◆ What you have to do
A word-for-word transcript of every entry is required.

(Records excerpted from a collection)
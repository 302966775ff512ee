// Copyright 2024 Open Nexus OS Contributors
// SPDX-License-Identifier: Apache-2.0

//! CONTEXT: Portable microkernel core (channels, IPC engine, scheduler, task life cycle)
//! OWNERS: @kernel-team
//! PUBLIC API: Kernel, KernelConfig, SharedKernel, cap, ipc, sched, task, mm, syscall, types
//! DEPENDS_ON: hal::Arch (context switch, IRQ controller), alloc
//! INVARIANTS: No global mutable state; no architecture code; hosted-testable
//! ADR: docs/adr/0001-runtime-roles-and-boundaries.md

#![cfg_attr(not(test), no_std)]
#![cfg_attr(not(test), forbid(clippy::unwrap_used))]

extern crate alloc;

pub mod cap;
pub mod hal;
pub mod ipc;
mod kernel;
pub mod mm;
pub mod sched;
pub mod syscall;
pub mod task;
pub mod types;

#[cfg(test)]
pub(crate) mod testutil;

pub use kernel::{Kernel, KernelConfig, SharedKernel};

◆ Output of the exercise
repository 302966775ff512ee
// Copyright 2024 Open Nexus OS Contributors
// SPDX-License-Identifier: Apache-2.0

//! CONTEXT: Portable microkernel core (channels, IPC engine, scheduler, task life cycle)
//! OWNERS: @kernel-team
//! PUBLIC API: Kernel, KernelConfig, SharedKernel, cap, ipc, sched, task, mm, syscall, types
//! DEPENDS_ON: hal::Arch (context switch, IRQ controller), alloc
//! INVARIANTS: No global mutable state; no architecture code; hosted-testable
//! ADR: docs/adr/0001-runtime-roles-and-boundaries.md

#![cfg_attr(not(test), no_std)]
#![cfg_attr(not(test), forbid(clippy::unwrap_used))]

extern crate alloc;

pub mod cap;
pub mod hal;
pub mod ipc;
mod kernel;
pub mod mm;
pub mod sched;
pub mod syscall;
pub mod task;
pub mod types;

#[cfg(test)]
pub(crate) mod testutil;

pub use kernel::{Kernel, KernelConfig, SharedKernel};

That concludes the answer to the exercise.